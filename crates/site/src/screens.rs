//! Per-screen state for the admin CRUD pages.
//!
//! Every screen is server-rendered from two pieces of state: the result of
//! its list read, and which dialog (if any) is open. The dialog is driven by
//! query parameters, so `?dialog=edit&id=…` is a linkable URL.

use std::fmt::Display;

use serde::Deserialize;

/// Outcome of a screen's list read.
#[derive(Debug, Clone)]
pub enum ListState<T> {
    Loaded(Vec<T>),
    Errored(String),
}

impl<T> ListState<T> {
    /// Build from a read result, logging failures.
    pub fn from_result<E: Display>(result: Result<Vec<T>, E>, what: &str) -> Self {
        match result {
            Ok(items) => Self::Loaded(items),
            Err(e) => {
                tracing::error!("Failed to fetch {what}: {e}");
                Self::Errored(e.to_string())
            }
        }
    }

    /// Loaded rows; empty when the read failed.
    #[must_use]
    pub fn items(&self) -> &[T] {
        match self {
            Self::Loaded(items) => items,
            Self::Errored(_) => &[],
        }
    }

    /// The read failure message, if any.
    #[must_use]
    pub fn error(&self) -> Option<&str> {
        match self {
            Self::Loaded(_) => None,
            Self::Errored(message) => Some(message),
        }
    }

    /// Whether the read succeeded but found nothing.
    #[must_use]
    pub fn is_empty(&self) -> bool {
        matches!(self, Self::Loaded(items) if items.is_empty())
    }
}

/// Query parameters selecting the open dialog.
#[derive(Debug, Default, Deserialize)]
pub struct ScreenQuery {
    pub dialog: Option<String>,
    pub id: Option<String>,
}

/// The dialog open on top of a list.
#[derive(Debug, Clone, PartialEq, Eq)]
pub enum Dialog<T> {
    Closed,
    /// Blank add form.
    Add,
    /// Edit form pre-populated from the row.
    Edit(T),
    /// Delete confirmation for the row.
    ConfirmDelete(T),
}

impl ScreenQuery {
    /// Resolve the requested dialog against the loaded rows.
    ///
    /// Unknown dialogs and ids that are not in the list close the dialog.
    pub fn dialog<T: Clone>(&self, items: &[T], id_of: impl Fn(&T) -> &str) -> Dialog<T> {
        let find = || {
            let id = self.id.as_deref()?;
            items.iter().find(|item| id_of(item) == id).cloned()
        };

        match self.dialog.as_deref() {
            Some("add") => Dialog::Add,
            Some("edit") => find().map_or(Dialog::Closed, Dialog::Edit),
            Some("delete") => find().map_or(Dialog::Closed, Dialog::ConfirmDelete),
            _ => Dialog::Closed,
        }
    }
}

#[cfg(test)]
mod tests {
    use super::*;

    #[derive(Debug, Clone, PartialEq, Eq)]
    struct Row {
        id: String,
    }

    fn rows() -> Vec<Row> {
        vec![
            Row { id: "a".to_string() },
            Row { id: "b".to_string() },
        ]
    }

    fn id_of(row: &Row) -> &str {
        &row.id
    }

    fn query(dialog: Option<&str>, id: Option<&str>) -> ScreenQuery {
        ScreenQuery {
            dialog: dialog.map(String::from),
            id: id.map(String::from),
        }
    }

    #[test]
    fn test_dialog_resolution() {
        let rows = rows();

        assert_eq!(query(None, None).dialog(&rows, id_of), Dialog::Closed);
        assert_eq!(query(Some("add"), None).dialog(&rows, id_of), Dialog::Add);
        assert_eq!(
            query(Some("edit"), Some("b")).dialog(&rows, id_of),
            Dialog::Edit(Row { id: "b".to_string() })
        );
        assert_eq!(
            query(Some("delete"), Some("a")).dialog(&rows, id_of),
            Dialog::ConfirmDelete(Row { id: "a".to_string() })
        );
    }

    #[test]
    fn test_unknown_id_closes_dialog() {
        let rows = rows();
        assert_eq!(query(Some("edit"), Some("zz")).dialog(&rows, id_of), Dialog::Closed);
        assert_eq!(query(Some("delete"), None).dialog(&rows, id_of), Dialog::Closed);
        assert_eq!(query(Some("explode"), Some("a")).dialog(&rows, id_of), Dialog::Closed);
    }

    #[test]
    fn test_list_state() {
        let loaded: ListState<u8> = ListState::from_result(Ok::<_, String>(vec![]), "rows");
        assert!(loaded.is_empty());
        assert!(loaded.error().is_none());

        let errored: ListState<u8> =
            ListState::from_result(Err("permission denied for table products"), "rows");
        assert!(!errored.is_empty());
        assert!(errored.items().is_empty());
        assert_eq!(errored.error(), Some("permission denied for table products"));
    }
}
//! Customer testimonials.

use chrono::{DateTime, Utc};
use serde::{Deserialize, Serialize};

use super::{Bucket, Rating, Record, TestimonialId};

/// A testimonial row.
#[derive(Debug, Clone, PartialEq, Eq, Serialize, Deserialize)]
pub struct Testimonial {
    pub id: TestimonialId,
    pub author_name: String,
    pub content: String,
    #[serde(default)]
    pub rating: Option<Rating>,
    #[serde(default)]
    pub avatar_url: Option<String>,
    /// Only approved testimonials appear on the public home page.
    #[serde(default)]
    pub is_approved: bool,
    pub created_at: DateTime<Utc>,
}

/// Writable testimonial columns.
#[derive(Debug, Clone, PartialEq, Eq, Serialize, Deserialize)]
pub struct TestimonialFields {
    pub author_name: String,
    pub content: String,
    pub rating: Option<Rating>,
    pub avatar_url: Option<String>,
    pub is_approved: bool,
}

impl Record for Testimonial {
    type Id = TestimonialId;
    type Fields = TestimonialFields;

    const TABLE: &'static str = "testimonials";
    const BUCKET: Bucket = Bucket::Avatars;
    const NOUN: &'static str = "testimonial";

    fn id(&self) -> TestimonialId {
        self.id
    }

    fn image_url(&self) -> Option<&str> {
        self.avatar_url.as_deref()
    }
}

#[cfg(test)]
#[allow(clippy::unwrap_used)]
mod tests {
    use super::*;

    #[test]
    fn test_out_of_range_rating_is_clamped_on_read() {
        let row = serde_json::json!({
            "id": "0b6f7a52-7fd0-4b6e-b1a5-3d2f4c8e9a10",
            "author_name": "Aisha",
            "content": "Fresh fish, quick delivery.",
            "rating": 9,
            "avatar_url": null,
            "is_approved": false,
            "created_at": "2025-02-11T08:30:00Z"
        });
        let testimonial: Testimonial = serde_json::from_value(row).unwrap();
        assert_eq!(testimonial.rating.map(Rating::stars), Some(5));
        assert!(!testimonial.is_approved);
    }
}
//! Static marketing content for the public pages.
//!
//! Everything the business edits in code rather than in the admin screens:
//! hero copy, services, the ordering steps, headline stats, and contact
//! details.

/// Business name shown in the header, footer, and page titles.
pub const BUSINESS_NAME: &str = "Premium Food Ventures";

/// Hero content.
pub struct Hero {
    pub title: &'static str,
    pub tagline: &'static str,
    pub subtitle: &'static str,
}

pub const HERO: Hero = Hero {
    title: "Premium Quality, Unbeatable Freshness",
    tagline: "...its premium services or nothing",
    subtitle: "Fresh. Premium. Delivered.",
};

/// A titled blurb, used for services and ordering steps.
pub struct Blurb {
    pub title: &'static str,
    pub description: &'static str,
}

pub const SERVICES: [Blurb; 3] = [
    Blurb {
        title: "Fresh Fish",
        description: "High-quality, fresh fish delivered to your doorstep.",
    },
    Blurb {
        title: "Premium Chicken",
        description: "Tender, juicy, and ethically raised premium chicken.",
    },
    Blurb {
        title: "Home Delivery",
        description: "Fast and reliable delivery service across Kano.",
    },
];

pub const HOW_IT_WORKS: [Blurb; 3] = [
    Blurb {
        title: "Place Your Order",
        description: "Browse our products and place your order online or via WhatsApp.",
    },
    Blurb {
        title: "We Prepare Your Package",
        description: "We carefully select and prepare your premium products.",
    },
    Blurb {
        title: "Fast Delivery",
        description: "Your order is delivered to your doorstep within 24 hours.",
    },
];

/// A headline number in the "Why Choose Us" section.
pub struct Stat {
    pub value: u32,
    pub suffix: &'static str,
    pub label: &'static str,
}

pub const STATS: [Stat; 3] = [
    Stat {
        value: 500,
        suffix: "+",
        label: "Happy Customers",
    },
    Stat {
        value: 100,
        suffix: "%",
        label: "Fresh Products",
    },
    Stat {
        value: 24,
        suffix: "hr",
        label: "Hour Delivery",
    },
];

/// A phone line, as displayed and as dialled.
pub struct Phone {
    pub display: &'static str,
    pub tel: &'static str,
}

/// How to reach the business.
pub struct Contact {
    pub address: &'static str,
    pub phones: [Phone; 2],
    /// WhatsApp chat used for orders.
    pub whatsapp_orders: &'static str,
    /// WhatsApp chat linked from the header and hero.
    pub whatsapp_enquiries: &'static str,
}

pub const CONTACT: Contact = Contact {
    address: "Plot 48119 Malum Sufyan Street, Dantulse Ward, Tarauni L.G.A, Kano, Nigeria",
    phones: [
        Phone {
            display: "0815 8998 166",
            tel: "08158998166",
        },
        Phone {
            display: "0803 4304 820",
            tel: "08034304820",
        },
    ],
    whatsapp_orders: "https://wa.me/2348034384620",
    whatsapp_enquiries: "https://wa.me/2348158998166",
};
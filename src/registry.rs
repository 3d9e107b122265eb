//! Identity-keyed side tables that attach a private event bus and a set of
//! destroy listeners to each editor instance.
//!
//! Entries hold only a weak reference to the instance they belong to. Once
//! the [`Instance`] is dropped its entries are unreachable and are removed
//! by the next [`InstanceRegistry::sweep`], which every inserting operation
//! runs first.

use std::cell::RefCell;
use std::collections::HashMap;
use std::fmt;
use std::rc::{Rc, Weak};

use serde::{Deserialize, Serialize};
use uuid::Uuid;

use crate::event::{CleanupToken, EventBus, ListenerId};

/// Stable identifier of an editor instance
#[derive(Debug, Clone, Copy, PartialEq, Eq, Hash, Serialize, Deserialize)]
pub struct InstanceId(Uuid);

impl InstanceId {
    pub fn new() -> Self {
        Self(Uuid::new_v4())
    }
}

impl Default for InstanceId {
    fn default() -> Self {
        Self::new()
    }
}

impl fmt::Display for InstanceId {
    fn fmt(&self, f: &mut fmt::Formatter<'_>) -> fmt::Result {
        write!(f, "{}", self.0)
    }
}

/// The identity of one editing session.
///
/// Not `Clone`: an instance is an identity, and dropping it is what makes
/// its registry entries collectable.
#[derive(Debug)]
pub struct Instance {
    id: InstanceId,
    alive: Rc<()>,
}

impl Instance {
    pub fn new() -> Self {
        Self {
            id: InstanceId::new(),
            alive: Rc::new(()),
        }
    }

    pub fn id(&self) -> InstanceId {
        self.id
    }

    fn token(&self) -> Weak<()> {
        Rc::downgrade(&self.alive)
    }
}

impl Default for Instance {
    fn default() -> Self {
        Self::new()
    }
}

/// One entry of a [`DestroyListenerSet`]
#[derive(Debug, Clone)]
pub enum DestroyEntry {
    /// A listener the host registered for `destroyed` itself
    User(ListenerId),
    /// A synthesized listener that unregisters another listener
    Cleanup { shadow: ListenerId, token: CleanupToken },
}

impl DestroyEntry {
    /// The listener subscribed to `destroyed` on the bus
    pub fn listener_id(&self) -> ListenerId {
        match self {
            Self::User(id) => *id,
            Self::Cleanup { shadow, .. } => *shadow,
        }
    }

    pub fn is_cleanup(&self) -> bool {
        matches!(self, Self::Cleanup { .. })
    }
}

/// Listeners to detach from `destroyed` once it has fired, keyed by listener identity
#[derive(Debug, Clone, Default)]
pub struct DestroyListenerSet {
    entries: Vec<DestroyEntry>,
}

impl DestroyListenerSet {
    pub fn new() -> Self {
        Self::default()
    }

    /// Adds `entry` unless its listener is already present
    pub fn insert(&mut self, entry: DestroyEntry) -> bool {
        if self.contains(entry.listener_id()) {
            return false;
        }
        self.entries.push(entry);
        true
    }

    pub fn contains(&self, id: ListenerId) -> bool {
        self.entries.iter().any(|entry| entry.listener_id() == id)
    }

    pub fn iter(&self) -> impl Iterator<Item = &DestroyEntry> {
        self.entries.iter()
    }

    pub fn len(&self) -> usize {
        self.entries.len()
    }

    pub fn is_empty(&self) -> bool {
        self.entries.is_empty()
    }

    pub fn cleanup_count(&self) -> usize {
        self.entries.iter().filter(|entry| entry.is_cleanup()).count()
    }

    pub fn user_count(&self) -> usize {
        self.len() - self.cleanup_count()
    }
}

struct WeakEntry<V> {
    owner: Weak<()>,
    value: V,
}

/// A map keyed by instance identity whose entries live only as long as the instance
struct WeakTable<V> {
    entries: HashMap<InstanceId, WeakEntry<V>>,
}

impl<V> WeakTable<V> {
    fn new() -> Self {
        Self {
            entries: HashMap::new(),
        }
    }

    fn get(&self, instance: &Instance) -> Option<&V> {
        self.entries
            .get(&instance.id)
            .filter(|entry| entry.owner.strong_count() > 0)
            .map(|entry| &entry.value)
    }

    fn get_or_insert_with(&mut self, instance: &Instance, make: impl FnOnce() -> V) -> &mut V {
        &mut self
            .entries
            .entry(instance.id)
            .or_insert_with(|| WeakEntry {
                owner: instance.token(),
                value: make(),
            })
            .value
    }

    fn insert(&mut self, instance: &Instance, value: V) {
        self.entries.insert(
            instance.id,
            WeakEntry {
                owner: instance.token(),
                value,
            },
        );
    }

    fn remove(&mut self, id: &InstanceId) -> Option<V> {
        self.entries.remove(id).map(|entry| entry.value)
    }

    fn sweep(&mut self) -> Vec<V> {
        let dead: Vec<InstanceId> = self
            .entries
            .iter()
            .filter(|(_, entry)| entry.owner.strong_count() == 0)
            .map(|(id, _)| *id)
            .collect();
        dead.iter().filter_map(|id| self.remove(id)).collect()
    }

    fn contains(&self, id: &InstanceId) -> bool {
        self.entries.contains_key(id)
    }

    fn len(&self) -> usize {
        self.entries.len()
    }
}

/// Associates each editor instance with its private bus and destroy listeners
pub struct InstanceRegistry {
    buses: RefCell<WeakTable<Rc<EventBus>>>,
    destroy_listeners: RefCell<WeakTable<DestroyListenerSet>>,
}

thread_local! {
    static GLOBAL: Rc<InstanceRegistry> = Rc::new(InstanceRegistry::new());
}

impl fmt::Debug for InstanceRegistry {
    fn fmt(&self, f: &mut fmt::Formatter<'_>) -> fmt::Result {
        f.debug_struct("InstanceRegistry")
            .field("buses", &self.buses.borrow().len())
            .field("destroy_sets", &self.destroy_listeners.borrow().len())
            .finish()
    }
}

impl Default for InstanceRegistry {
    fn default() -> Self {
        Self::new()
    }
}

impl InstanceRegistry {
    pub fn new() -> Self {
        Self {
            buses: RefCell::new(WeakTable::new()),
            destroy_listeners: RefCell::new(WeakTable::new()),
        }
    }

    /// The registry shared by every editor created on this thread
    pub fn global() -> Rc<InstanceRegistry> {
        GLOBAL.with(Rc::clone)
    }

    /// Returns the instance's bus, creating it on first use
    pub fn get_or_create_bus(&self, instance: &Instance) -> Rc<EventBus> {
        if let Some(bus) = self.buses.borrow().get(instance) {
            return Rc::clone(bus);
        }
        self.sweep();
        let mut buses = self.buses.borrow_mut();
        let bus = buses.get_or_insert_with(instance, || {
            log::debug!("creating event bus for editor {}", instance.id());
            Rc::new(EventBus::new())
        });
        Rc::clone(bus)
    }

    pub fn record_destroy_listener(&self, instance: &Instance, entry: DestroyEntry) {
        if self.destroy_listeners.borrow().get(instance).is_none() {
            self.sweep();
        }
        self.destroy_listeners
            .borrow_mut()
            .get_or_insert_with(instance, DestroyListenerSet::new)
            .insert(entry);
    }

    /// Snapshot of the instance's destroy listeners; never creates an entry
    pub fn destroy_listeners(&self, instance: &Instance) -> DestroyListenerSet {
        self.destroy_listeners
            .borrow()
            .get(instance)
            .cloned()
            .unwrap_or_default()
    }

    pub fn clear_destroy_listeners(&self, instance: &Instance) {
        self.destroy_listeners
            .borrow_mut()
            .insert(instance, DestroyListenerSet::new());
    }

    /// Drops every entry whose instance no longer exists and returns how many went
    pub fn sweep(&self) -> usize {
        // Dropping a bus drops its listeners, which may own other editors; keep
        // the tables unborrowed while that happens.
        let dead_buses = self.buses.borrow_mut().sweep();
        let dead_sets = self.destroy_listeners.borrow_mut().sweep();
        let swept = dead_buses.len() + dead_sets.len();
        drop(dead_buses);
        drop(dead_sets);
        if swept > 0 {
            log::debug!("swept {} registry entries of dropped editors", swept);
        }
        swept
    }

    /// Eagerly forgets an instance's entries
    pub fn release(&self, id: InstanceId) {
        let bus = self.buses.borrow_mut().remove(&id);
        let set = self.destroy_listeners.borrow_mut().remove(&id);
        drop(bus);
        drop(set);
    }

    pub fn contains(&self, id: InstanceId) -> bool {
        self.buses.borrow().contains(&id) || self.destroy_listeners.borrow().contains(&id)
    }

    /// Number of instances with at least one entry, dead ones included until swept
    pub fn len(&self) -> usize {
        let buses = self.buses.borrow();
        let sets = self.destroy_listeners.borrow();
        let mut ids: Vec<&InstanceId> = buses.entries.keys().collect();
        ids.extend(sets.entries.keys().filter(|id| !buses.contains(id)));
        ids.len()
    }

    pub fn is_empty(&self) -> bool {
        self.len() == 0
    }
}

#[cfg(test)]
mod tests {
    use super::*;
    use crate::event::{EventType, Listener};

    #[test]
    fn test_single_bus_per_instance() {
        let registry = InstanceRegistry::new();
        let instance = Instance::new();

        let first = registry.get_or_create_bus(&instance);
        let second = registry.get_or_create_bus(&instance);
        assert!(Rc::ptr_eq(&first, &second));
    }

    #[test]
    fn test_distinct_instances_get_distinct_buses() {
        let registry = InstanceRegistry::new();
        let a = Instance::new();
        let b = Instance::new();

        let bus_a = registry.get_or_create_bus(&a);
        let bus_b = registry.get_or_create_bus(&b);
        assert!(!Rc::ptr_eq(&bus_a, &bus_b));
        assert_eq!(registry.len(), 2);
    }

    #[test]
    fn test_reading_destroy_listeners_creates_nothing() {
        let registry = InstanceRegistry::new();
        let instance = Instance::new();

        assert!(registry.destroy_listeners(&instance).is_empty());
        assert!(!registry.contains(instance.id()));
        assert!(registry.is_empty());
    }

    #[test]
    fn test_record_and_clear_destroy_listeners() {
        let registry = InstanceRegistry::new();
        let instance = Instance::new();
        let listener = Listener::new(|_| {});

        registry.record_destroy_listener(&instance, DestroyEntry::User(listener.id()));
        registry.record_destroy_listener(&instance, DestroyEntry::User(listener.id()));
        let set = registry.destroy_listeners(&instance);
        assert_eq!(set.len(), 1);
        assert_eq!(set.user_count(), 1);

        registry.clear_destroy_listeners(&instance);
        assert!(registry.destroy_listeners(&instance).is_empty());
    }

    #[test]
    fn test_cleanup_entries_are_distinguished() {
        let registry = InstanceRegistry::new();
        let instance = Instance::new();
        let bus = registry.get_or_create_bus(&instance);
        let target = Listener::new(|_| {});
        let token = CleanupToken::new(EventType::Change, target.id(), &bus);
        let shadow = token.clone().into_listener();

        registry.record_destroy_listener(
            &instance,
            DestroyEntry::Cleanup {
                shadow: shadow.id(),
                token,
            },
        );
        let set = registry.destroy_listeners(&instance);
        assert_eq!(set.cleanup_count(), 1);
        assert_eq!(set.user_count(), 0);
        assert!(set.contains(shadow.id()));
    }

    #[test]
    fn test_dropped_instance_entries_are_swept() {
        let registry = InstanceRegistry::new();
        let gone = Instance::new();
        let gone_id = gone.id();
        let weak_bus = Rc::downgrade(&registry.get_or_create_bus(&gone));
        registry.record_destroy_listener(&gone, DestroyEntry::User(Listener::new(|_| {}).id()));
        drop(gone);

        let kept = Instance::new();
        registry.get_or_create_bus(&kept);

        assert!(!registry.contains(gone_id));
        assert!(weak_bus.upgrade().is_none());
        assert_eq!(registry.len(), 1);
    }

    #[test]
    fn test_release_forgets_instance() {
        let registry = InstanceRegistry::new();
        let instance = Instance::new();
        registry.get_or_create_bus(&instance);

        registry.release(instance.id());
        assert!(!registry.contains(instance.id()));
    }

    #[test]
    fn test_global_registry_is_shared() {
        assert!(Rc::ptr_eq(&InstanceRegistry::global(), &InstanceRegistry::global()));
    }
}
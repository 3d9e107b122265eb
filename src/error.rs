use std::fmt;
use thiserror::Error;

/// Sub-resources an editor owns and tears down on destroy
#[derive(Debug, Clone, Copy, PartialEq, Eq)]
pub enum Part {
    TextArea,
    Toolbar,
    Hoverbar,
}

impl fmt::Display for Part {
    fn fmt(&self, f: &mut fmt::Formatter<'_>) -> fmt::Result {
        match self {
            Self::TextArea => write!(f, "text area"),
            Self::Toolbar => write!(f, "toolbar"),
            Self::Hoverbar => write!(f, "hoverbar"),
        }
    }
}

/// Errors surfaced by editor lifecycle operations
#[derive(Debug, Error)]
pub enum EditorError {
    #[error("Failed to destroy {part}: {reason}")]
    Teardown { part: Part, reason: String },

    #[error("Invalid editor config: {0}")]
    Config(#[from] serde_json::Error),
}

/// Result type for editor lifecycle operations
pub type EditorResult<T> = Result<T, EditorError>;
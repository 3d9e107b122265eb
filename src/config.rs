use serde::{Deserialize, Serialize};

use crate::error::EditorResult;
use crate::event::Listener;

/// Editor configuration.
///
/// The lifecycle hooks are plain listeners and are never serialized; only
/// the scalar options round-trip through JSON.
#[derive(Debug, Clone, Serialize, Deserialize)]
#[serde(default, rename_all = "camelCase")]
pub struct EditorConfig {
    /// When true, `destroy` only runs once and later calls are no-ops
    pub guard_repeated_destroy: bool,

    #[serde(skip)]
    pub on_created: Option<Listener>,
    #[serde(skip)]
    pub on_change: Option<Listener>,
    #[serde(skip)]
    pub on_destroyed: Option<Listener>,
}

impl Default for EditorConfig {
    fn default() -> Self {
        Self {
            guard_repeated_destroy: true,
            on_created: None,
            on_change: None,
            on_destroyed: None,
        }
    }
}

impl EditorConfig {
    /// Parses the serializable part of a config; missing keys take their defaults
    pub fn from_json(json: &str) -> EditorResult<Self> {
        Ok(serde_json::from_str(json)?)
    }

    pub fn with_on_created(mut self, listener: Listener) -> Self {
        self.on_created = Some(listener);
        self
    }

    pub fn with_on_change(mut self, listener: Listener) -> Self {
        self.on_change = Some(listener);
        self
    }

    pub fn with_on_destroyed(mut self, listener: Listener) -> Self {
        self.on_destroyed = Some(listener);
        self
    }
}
------------------------------------
Note every line of the entries in which "screens" appears, and copy it down.

filename crates/site/src/screens.rs
//! Everything the business edits in code rather than in the admin screens:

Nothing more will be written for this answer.